[PROBLEM TO SOLVE] Your answer should be the lines of the material that include the word "produced".
[Opening PROVIDED DATA section]
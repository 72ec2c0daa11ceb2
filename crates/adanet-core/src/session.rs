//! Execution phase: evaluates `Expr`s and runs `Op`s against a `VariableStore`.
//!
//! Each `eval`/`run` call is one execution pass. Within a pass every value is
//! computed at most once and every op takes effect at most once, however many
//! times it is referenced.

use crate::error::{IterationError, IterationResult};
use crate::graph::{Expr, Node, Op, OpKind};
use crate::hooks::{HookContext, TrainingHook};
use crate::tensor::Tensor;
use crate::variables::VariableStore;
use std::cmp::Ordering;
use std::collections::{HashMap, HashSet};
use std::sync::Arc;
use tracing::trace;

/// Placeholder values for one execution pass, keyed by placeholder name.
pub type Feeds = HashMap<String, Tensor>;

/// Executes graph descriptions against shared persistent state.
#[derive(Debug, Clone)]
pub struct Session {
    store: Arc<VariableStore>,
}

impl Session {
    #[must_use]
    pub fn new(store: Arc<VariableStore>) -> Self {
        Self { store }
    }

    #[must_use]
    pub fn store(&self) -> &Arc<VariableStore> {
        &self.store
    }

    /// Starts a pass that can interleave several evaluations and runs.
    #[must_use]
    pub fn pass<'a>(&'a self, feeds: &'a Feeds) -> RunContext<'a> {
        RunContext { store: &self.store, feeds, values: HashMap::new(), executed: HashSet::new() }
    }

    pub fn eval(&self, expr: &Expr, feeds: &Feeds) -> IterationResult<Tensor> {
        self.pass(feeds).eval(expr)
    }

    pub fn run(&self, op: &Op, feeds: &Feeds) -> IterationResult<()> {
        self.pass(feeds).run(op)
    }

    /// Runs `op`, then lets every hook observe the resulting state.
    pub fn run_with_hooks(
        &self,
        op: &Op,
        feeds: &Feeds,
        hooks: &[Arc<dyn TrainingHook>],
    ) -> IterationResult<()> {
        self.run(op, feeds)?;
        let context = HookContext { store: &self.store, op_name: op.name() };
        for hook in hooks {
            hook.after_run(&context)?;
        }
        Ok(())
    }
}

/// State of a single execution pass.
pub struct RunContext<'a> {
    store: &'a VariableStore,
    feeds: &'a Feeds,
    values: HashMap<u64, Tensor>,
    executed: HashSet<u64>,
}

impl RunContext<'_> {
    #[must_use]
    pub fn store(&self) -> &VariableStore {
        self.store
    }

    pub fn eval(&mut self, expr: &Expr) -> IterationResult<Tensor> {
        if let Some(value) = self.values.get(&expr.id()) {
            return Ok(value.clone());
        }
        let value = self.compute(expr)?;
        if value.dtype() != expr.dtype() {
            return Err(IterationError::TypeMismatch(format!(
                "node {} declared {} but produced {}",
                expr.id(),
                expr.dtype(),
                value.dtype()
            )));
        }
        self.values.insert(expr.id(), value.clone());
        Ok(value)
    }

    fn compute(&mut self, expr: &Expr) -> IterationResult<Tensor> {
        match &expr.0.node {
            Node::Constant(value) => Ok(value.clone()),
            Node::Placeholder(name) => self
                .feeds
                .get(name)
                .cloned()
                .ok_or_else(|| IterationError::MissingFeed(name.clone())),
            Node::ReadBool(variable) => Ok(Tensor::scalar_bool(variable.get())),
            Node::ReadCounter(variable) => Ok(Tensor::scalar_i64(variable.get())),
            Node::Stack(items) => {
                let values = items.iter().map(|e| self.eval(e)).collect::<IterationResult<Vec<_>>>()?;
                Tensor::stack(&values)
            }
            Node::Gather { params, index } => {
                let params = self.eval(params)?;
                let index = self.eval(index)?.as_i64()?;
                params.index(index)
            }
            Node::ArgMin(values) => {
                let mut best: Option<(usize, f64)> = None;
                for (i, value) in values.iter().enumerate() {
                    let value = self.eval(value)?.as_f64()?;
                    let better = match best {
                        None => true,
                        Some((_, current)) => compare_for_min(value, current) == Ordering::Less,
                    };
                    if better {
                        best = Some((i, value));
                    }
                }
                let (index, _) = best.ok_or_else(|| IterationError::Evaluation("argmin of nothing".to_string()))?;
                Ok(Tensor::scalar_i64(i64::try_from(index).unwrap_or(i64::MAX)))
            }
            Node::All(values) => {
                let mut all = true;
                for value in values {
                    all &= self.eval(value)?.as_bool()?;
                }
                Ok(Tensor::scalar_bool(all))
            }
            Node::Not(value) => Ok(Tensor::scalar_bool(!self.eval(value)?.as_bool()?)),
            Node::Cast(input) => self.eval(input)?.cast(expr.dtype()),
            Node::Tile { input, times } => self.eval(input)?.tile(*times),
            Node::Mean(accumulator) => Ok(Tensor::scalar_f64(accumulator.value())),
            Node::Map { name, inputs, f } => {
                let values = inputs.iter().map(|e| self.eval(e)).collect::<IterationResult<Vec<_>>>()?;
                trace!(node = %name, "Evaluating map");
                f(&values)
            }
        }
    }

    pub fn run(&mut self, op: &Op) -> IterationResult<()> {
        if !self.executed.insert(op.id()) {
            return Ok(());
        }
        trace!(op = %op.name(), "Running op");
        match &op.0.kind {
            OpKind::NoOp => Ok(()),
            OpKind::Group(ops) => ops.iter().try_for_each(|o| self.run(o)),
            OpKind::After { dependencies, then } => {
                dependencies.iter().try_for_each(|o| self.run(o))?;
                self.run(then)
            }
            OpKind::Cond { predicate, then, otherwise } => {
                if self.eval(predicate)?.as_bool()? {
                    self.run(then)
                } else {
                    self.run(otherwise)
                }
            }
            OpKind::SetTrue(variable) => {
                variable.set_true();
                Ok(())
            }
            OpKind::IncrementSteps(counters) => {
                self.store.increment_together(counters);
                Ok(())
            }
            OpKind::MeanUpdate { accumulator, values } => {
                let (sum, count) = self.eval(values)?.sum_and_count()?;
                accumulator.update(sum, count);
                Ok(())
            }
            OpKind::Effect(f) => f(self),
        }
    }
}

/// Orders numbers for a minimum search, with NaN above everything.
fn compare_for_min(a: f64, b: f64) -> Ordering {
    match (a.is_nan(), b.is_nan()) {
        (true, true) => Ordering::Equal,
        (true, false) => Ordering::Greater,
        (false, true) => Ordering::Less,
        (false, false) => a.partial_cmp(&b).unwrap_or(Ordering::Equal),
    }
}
[Closing PROVIDED DATA section]
[Opening PROVIDED DATA section]
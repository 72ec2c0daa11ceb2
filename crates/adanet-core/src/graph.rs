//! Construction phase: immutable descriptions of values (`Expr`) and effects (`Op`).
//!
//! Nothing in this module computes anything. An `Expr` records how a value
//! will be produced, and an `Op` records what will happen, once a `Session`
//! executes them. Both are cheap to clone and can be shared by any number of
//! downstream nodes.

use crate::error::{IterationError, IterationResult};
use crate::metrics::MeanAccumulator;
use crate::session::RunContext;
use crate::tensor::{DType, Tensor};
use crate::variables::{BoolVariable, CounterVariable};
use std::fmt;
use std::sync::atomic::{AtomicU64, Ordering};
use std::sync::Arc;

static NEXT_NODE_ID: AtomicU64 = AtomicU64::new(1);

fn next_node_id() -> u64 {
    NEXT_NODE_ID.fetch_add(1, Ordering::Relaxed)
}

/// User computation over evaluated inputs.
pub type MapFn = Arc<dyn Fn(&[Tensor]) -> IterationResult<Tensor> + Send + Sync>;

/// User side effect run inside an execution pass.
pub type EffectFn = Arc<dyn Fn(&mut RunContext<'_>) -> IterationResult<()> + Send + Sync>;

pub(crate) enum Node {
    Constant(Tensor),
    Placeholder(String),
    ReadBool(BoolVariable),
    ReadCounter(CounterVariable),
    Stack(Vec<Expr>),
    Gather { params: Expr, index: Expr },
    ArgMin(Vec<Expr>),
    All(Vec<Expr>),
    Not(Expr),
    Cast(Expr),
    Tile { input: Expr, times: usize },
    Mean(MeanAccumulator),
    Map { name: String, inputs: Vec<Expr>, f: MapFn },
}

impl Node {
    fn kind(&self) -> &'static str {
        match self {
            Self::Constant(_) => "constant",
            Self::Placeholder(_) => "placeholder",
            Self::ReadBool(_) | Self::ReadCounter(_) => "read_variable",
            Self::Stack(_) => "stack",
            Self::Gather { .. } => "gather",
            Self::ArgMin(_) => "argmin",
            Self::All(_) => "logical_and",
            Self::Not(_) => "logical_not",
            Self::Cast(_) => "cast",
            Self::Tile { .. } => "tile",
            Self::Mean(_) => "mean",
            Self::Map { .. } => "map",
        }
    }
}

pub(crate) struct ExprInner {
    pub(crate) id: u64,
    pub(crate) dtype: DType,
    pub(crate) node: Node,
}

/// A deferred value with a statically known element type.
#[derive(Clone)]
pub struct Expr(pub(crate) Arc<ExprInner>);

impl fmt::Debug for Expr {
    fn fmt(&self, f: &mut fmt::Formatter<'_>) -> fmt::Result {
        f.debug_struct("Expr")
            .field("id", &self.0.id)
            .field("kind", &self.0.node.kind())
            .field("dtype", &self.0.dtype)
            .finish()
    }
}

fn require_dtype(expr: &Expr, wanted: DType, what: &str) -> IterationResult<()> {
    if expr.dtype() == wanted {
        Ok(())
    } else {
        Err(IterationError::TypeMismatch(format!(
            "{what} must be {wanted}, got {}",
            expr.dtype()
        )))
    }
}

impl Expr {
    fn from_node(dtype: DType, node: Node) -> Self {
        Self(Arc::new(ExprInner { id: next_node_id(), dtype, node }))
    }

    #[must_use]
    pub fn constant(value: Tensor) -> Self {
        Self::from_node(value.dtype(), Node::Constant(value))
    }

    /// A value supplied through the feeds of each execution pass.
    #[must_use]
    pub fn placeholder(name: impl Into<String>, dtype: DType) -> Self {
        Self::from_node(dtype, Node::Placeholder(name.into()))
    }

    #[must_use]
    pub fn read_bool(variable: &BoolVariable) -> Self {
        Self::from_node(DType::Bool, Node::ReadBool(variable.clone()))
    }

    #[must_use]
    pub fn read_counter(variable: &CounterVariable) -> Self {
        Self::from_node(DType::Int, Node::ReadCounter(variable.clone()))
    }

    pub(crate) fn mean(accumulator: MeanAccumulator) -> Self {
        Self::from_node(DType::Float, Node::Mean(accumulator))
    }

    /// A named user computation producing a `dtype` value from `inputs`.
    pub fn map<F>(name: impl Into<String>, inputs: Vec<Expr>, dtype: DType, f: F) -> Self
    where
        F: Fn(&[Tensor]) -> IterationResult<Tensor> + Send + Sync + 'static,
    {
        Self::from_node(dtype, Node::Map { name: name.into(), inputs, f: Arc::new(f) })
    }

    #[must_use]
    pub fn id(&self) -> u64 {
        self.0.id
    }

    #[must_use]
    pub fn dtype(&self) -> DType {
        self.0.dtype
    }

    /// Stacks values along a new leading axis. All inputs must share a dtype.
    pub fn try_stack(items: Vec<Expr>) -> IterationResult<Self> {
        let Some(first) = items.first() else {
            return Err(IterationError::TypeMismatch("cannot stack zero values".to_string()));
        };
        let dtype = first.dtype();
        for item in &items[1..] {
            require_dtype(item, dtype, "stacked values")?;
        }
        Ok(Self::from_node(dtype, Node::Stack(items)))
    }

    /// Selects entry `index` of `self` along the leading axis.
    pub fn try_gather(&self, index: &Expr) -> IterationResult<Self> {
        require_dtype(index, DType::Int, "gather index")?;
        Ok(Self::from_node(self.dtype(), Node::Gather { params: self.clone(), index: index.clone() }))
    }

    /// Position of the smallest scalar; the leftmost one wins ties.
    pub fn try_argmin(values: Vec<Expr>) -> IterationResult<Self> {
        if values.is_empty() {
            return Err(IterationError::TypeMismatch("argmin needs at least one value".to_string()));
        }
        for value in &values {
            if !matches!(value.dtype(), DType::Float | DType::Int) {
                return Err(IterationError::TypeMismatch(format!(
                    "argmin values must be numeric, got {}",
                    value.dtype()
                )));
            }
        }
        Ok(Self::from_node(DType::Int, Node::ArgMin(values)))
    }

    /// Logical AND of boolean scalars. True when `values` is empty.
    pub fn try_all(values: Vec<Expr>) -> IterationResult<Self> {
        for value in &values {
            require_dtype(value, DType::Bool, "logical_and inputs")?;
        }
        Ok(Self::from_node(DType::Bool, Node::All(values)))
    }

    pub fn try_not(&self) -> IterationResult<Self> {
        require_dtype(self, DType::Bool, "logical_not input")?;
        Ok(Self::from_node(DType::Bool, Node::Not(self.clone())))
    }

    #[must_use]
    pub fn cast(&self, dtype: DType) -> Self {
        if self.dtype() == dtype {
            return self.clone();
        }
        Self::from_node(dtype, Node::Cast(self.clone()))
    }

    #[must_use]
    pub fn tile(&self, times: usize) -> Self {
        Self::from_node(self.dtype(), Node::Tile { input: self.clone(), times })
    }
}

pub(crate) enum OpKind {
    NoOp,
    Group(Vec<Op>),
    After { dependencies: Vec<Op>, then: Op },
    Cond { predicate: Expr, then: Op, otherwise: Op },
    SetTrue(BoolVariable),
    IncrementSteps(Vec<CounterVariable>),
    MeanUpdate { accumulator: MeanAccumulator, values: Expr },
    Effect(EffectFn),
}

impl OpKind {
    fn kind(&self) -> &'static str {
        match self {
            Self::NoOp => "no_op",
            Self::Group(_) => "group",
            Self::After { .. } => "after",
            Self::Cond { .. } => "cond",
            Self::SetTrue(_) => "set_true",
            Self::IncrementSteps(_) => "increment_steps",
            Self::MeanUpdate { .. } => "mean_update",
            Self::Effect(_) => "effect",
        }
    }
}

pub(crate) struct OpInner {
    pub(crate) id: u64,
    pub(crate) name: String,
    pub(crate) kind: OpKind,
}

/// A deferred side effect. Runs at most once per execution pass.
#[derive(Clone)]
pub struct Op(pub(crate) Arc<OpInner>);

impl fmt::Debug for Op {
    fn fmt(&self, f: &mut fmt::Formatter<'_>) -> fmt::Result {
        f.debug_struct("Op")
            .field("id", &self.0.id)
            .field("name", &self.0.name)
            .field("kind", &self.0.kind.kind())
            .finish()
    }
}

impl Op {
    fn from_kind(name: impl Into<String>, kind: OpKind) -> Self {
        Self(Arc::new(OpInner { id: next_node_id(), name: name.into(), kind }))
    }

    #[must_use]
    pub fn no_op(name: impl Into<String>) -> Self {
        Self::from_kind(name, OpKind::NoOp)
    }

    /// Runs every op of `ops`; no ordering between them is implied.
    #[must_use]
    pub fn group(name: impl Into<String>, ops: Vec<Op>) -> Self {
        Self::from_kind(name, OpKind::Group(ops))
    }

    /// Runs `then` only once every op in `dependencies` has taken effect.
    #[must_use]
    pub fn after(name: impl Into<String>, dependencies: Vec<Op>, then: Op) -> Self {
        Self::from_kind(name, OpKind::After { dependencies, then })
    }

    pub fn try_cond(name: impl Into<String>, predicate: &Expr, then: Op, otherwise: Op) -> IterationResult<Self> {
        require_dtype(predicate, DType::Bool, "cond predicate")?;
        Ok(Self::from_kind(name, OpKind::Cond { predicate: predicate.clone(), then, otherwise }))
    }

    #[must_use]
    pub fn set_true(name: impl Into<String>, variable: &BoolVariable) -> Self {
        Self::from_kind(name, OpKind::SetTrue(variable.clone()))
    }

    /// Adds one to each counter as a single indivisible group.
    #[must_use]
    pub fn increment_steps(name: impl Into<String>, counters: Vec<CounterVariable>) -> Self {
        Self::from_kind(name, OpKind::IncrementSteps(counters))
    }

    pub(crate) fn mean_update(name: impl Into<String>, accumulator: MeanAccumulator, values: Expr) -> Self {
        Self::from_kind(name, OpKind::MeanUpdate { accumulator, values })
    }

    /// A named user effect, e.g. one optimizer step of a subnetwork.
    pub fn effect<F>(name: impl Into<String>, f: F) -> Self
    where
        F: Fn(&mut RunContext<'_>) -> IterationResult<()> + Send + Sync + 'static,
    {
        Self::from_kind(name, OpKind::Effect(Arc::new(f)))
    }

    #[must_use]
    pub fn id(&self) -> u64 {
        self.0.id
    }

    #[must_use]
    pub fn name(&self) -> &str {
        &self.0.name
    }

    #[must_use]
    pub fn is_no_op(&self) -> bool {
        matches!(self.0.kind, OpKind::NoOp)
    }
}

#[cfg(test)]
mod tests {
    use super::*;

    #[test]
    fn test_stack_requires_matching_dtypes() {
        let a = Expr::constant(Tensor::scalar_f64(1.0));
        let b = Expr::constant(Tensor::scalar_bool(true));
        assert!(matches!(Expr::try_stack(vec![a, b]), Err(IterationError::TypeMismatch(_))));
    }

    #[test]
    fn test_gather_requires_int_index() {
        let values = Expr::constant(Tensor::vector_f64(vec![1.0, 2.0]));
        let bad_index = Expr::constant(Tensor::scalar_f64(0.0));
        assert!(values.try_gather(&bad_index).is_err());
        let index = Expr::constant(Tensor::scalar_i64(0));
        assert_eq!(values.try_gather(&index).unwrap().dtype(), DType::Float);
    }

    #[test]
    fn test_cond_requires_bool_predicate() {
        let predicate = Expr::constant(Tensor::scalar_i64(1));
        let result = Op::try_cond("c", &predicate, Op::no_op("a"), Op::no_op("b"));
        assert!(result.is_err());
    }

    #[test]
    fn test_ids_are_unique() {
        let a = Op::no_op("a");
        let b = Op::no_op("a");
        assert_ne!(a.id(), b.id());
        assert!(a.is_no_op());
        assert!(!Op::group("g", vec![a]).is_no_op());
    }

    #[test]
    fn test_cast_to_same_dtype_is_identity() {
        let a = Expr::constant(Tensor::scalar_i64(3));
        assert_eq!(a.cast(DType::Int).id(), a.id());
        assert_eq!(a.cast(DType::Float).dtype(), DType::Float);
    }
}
[Closing PROVIDED DATA section]
[TASK RESULT]
                "node {} declared {} but produced {}",
//! will be produced, and an `Op` records what will happen, once a `Session`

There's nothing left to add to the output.